And I realized, “Well, Susan, you might have to step in.” So I always say I’m a reluctant to lead facilitator. People who knew me long ago would’ve said Susan’s a very quiet person. I love to read a room, sit quietly and really watch. And I think I’d been working all my time up to that point where I had that epiphany moment where, “Maybe I have to step up, maybe I have to step up and build that community within the place I’m working with other people.” So I’d say that was very early on, about five to six years into my teaching career. That really opened up for me. I wouldn’t know at the time that I would’ve said I was facilitating. I think I would’ve been saying I was hosting, I was creating a place, a community, and I think I really came into understanding facilitation when I got involved with the National Writing Project. And our local affiliate site was the Oakland Writing Project.

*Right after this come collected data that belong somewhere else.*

use crate::container::Container;
use crate::errors::ContainerResult;
use crate::registry::BeanRegistry;

/// **EXTENSION**
///
/// Deployment hooks, invoked in registration order. `after_bean_discovery` may still
/// register beans and decorators; `after_deployment_validation` sees the deployed
/// container. An error from either aborts the deployment.
pub trait Extension: Send + Sync {
    fn name(&self) -> &str {
        std::any::type_name::<Self>()
    }

    fn after_bean_discovery(&self, _registry: &mut BeanRegistry) -> ContainerResult<()> {
        Ok(())
    }

    fn after_deployment_validation(&self, _container: &Container) -> ContainerResult<()> {
        Ok(())
    }
}
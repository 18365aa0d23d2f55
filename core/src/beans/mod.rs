//! # BEAN MODEL
//!
//! Metadata records describing beans and decorators, the scope vocabulary and the
//! injection points beans declare.

pub mod decorator;
pub mod injection;
pub mod metadata;
pub mod scope;

pub use decorator::{DecorateFn, DecoratorBuilder, DecoratorMetadata};
pub use injection::{Delivery, InjectionPoint};
pub use metadata::{
    downcast, BeanBuilder, BeanId, BeanMetadata, ConstructionStrategy, CreateFn, DisposeFn,
    Instance, ProduceFn, TypeSpec,
};
pub use scope::ScopeKind;
//! Tie-break rules shared by type-based and name-based resolution.
//! Alternatives are considered before priority.

use crate::beans::BeanMetadata;
use std::sync::Arc;

pub(crate) fn tie_break(candidates: Vec<Arc<BeanMetadata>>) -> Vec<Arc<BeanMetadata>> {
    select_priority(prefer_alternatives(candidates))
}

/// With more than one candidate and at least one alternative, keeps alternatives only.
pub(crate) fn prefer_alternatives(candidates: Vec<Arc<BeanMetadata>>) -> Vec<Arc<BeanMetadata>> {
    if candidates.len() > 1 && candidates.iter().any(|b| b.is_alternative()) {
        candidates.into_iter().filter(|b| b.is_alternative()).collect()
    } else {
        candidates
    }
}

/// A strict priority maximum wins; unprioritized beans rank lowest. Ties leave the set as is.
pub(crate) fn select_priority(candidates: Vec<Arc<BeanMetadata>>) -> Vec<Arc<BeanMetadata>> {
    if candidates.len() < 2 {
        return candidates;
    }
    let Some(highest) = candidates.iter().map(|b| b.priority()).max() else {
        return candidates;
    };
    let mut top = candidates.iter().filter(|b| b.priority() == highest);
    match (top.next(), top.next()) {
        (Some(winner), None) => vec![Arc::clone(winner)],
        _ => candidates,
    }
}

#[cfg(test)]
mod tests {
    use super::*;

    fn bean(id: &str, alternative: bool, priority: Option<i32>) -> Arc<BeanMetadata> {
        let mut builder = BeanMetadata::builder(id).value(0u8);
        if alternative {
            builder = builder.alternative();
        }
        if let Some(priority) = priority {
            builder = builder.priority(priority);
        }
        Arc::new(builder.build().unwrap())
    }

    fn ids(beans: &[Arc<BeanMetadata>]) -> Vec<&str> {
        beans.iter().map(|b| b.id().as_str()).collect()
    }

    #[test]
    fn test_alternatives_first() {
        let survivors = tie_break(vec![
            bean("plain", false, Some(100)),
            bean("alt", true, Some(1)),
        ]);
        assert_eq!(ids(&survivors), vec!["alt"]);
    }

    #[test]
    fn test_strict_priority_maximum() {
        let survivors = tie_break(vec![
            bean("low", false, Some(1)),
            bean("none", false, None),
            bean("high", false, Some(5)),
        ]);
        assert_eq!(ids(&survivors), vec!["high"]);
    }

    #[test]
    fn test_priority_tie_keeps_all() {
        let survivors = tie_break(vec![bean("p", true, Some(3)), bean("q", true, Some(3))]);
        assert_eq!(ids(&survivors), vec!["p", "q"]);

        let survivors = tie_break(vec![bean("p", false, None), bean("q", false, None)]);
        assert_eq!(ids(&survivors), vec!["p", "q"]);
    }
}
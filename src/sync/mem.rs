//!
//! An in-memory reference transport, backed by channels.
//!
//! Intended for tests and examples: each participating "process" is a
//! thread, links are FIFO channels, and the exchange primitive rides on a
//! [`std::sync::Barrier`]. Real deployments supply their own
//! [`Transport`] over MPI, sockets or similar.
//!

use super::{Envelope, SyncSummary, Transport};
use crate::error::Error;
use std::io;
use std::sync::mpsc::{self, Receiver, Sender, TryRecvError};
use std::sync::{Arc, Barrier};

///
/// Creates `size` linked [`MemTransport`]s, one per simulated process.
///
/// ```
/// use descore::sync::mem;
///
/// let mut transports = mem::cluster(3);
/// assert_eq!(transports.len(), 3);
/// let t0 = transports.remove(0);
/// // move t0 into the thread running rank 0 ...
/// ```
///
#[must_use]
pub fn cluster(size: u32) -> Vec<MemTransport> {
    assert!(size > 0, "a cluster needs at least one process");

    let mut data_tx = Vec::with_capacity(size as usize);
    let mut data_rx = Vec::with_capacity(size as usize);
    let mut ctrl_tx = Vec::with_capacity(size as usize);
    let mut ctrl_rx = Vec::with_capacity(size as usize);
    for _ in 0..size {
        let (tx, rx) = mpsc::channel();
        data_tx.push(tx);
        data_rx.push(rx);
        let (tx, rx) = mpsc::channel();
        ctrl_tx.push(tx);
        ctrl_rx.push(rx);
    }

    let barrier = Arc::new(Barrier::new(size as usize));

    data_rx
        .into_iter()
        .zip(ctrl_rx)
        .enumerate()
        .map(|(rank, (data, ctrl))| MemTransport {
            rank: rank as u32,
            size,
            data_tx: data_tx.clone(),
            data_rx: data,
            ctrl_tx: ctrl_tx.clone(),
            ctrl_rx: ctrl,
            barrier: Arc::clone(&barrier),
        })
        .collect()
}

///
/// One process's endpoint of an in-memory cluster; see [`cluster`].
///
pub struct MemTransport {
    rank: u32,
    size: u32,
    data_tx: Vec<Sender<(u32, Envelope)>>,
    data_rx: Receiver<(u32, Envelope)>,
    ctrl_tx: Vec<Sender<(u32, SyncSummary)>>,
    ctrl_rx: Receiver<(u32, SyncSummary)>,
    barrier: Arc<Barrier>,
}

fn broken_pipe(msg: &str) -> Error {
    Error::Transport(io::Error::new(io::ErrorKind::BrokenPipe, msg.to_string()))
}

impl Transport for MemTransport {
    fn rank(&self) -> u32 {
        self.rank
    }

    fn size(&self) -> u32 {
        self.size
    }

    fn send(&mut self, dest: u32, envelope: Envelope) -> Result<(), Error> {
        // A peer that has already finished dropped its receiver; late
        // bound updates to it are irrelevant.
        let _ = self.data_tx[dest as usize].send((self.rank, envelope));
        Ok(())
    }

    fn try_recv(&mut self) -> Result<Option<(u32, Envelope)>, Error> {
        match self.data_rx.try_recv() {
            Ok(pair) => Ok(Some(pair)),
            Err(TryRecvError::Empty | TryRecvError::Disconnected) => Ok(None),
        }
    }

    fn recv(&mut self) -> Result<(u32, Envelope), Error> {
        self.data_rx
            .recv()
            .map_err(|_| broken_pipe("all peers disconnected while messages were expected"))
    }

    fn barrier(&mut self) -> Result<(), Error> {
        self.barrier.wait();
        Ok(())
    }

    fn exchange(&mut self, local: SyncSummary) -> Result<Vec<SyncSummary>, Error> {
        self.barrier.wait();

        for (rank, tx) in self.ctrl_tx.iter().enumerate() {
            if rank as u32 != self.rank {
                tx.send((self.rank, local))
                    .map_err(|_| broken_pipe("peer left during summary exchange"))?;
            }
        }

        let mut all = vec![local; self.size as usize];
        for _ in 0..self.size - 1 {
            let (rank, summary) = self
                .ctrl_rx
                .recv()
                .map_err(|_| broken_pipe("peer left during summary exchange"))?;
            all[rank as usize] = summary;
        }
        Ok(all)
    }
}

#[cfg(test)]
mod tests {
    use super::*;
    use crate::sync::EnvelopeKind;
    use crate::time::SimTime;
    use std::thread;

    #[test]
    fn per_link_fifo() {
        let mut transports = cluster(2);
        let mut b = transports.pop().unwrap();
        let mut a = transports.pop().unwrap();

        for ticks in [1i64, 2, 3] {
            a.send(
                1,
                Envelope {
                    time: SimTime::from_ticks(ticks),
                    kind: EnvelopeKind::Null,
                },
            )
            .unwrap();
        }

        let mut seen = Vec::new();
        while let Some((src, envelope)) = b.try_recv().unwrap() {
            assert_eq!(src, 0);
            seen.push(envelope.time.ticks());
        }
        assert_eq!(seen, vec![1, 2, 3]);
    }

    #[test]
    fn exchange_gathers_all_ranks() {
        let transports = cluster(3);
        let handles: Vec<_> = transports
            .into_iter()
            .map(|mut t| {
                thread::spawn(move || {
                    let local = SyncSummary {
                        next_event: SimTime::from_ticks(i64::from(t.rank())),
                        sent: u64::from(t.rank()),
                        received: 0,
                    };
                    t.exchange(local).unwrap()
                })
            })
            .collect();

        for handle in handles {
            let all = handle.join().unwrap();
            assert_eq!(all.len(), 3);
            for (rank, summary) in all.iter().enumerate() {
                assert_eq!(summary.next_event, SimTime::from_ticks(rank as i64));
                assert_eq!(summary.sent, rank as u64);
            }
        }
    }
}
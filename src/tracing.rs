//! Simulation-aware tracing setup.
//!
//! The kernel emits all diagnostics through [`tracing`]; this module wires
//! up a subscriber whose formatter prefixes every record with the current
//! simulation time instead of the wall clock. Models are free to install
//! their own subscriber instead; nothing in the kernel depends on this one.

use nu_ansi_term::{Color, Style};
use tracing::{Event, Level, Subscriber};
use tracing_subscriber::{
    filter::Directive,
    fmt::{format::Writer, FmtContext, FormatEvent, FormatFields},
    registry::LookupSpan,
    util::SubscriberInitExt,
    EnvFilter,
};

/// The log level that will be used if `RUST_LOG` is not defined.
pub const FALLBACK_LOG_LEVEL: Level = Level::INFO;

/// Creates a new tracing subscriber with a sim formatter and installs it
/// globally.
///
/// # Panics
///
/// Panics when subscriber initialization fails, e.g. because another
/// subscriber is already installed.
pub fn init() {
    let subscriber = tracing_subscriber::fmt();
    let subscriber = subscriber.event_format(format());
    let subscriber = subscriber.with_env_filter(
        EnvFilter::builder()
            .with_default_directive(Directive::from(FALLBACK_LOG_LEVEL))
            .from_env_lossy(),
    );
    subscriber.finish().init();
}

/// An instance of a simulation formatter.
#[must_use]
pub fn format() -> SimFormat {
    SimFormat::default()
}

///
/// A formatter that prefixes tracing messages with the simulation time of
/// the event being executed when the record was emitted.
///
#[derive(Debug, Default)]
pub struct SimFormat {
    _priv: (),
}

impl<S, N> FormatEvent<S, N> for SimFormat
where
    S: Subscriber + for<'a> LookupSpan<'a>,
    N: for<'a> FormatFields<'a> + 'static,
{
    fn format_event(
        &self,
        ctx: &FmtContext<'_, S, N>,
        mut writer: Writer<'_>,
        event: &Event<'_>,
    ) -> std::fmt::Result {
        let meta = event.metadata();

        let time = crate::time::observed_now();
        write!(
            writer,
            "{} ",
            Style::new().dimmed().paint(format!("[ {time:>12} ]"))
        )?;

        let level = match *meta.level() {
            Level::ERROR => Color::Red.bold().paint("ERROR"),
            Level::WARN => Color::Yellow.bold().paint(" WARN"),
            Level::INFO => Color::Green.paint(" INFO"),
            Level::DEBUG => Color::Blue.paint("DEBUG"),
            Level::TRACE => Color::Purple.paint("TRACE"),
        };
        write!(writer, "{level} ")?;
        write!(
            writer,
            "{}: ",
            Style::new().dimmed().paint(meta.target())
        )?;

        ctx.field_format().format_fields(writer.by_ref(), event)?;
        writeln!(writer)
    }
}
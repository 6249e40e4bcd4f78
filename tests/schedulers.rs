//! The scheduler contract, exercised once per queue variant: the backing
//! structure is an operational choice and must never change semantics.

use descore::prelude::*;
use std::cell::RefCell;
use std::rc::Rc;

fn kinds() -> Vec<SchedulerKind> {
    vec![
        SchedulerKind::Map,
        SchedulerKind::List,
        SchedulerKind::Heap,
        SchedulerKind::Priority,
        SchedulerKind::Calendar {
            buckets: 16,
            width: SimTime::nanos(8),
        },
    ]
}

#[test]
fn all_variants_order_identically() {
    let mut reference: Option<Vec<(SimTime, u32)>> = None;

    for kind in kinds() {
        let mut rt = Builder::seeded(1).scheduler(kind).build();
        let seen = Rc::new(RefCell::new(Vec::new()));

        for i in 0..64u32 {
            let delay = SimTime::nanos(i64::from((i * 13) % 32));
            let probe = Rc::clone(&seen);
            rt.schedule_with_context(i, delay, move |rt| {
                probe.borrow_mut().push((rt.now(), rt.context()));
            });
        }

        let summary = rt.run().unwrap();
        assert_eq!(summary.event_count, 64, "kind {kind}");

        let seen = seen.borrow().clone();
        match &reference {
            None => reference = Some(seen),
            Some(expected) => assert_eq!(&seen, expected, "kind {kind}"),
        }
    }
}

#[test]
fn all_variants_handle_cancel_and_remove() {
    for kind in kinds() {
        let mut rt = Builder::seeded(1).scheduler(kind).build();
        let seen = Rc::new(RefCell::new(Vec::new()));

        let probe = Rc::clone(&seen);
        let cancelled = rt.schedule(SimTime::nanos(1), move |_| {
            probe.borrow_mut().push("cancelled");
        });
        let probe = Rc::clone(&seen);
        let removed = rt.schedule(SimTime::nanos(2), move |_| {
            probe.borrow_mut().push("removed");
        });
        let probe = Rc::clone(&seen);
        rt.schedule(SimTime::nanos(3), move |_| {
            probe.borrow_mut().push("kept");
        });

        rt.cancel(cancelled);
        rt.remove(removed);

        let summary = rt.run().unwrap();
        assert_eq!(summary.event_count, 1, "kind {kind}");
        assert_eq!(*seen.borrow(), vec!["kept"], "kind {kind}");

        // Stale handles stay harmless on every variant.
        rt.cancel(cancelled);
        rt.remove(removed);
    }
}

#[test]
fn all_variants_support_reentrant_scheduling() {
    for kind in kinds() {
        let mut rt = Builder::seeded(1).scheduler(kind).build();
        let seen = Rc::new(RefCell::new(Vec::new()));

        let probe = Rc::clone(&seen);
        rt.schedule(SimTime::nanos(4), move |rt| {
            probe.borrow_mut().push(rt.now());
            let inner = Rc::clone(&probe);
            rt.schedule(SimTime::nanos(4), move |rt| {
                inner.borrow_mut().push(rt.now());
            });
        });

        rt.run().unwrap();
        assert_eq!(
            *seen.borrow(),
            vec![SimTime::nanos(4), SimTime::nanos(8)],
            "kind {kind}"
        );
    }
}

And I started facilitating our four-week summer institutes with a team of two other teachers who were very seasoned and veteran at facilitating. And I was at that point looking for what’s the script, tell me how I do this. And so I really had to learn by doing with the experience in the summer institute. So that would really be where I really turned a corner on facilitation, and that’s where I got the bug to be really the host, the designer, the instigator of bringing things together. And I never seem to shed that identity after making that turn.
Douglas Ferguson:
It’s really interesting that you use these other nouns like host and instigator quite often, folks that are exhibiting facilitation skills or collaborative leadership skills and putting these tools and these competencies to work. They often don’t identify as a facilitator, but there’re these other nouns, these other titles or roles or these identities that they’re called to. I’m curious if you have other thoughts on that.
Susan Wilson-Golab:
Yeah, I think in recent years, especially as I started leaning in on the Voltage Control professional learning, I realized a lot of my early learning and facilitation was being mentored alongside somebody. And so I wasn’t naming certain moves so I didn’t know. I was creating with them. So as I got further along in facilitation, liberating structures, for instance, would be like a model where I’d be looking at some of the protocols and going, “Oh, I kind of created those similar experiences.” So I think early on it was a very organic, I was watching and creating and thinking about the experience. And as I’ve gotten more seasoned at it, the more I’m naming what I’m doing, the more I can experience another facilitator’s moves and I can see behind it to see how they’re weaving together different protocols, maybe how they’re thinking about their arcs and how they want to have us have an experience. But in my early years of facilitation, I was totally not aware of that orchestration. I was doing it organically alongside those who I think probably had ways of naming it and I didn’t.
Douglas Ferguson:
Yeah, that’s really fascinating, this level of maturity and situational awareness that you speak about. And it can help us plan and be more mindful of how we approach facilitation. Do you recall a moment or a trigger where you feel like you transitioned or is it more just iterative over time?
Susan Wilson-Golab:
I would say I led the facilitation work with the writing project for I’d say three or four summers. And I’d say during that time I started also leading more inside of my district work, and I was leading more meetings. I was putting together different projects, and so I was having to design and facilitate that. And I’d say I really made that turn when I saw that it was feeling more comfortable, like it was in my bones, it was me, and I saw the impact it was having on others when they were conveying to me how powerful the community was that we had, how sad they were when something wrapped up. And I saw this tremendous impact that I was having in creating these experiences. And I think that was really the trigger that also led me to leave the classroom and to become more of a regional consultant.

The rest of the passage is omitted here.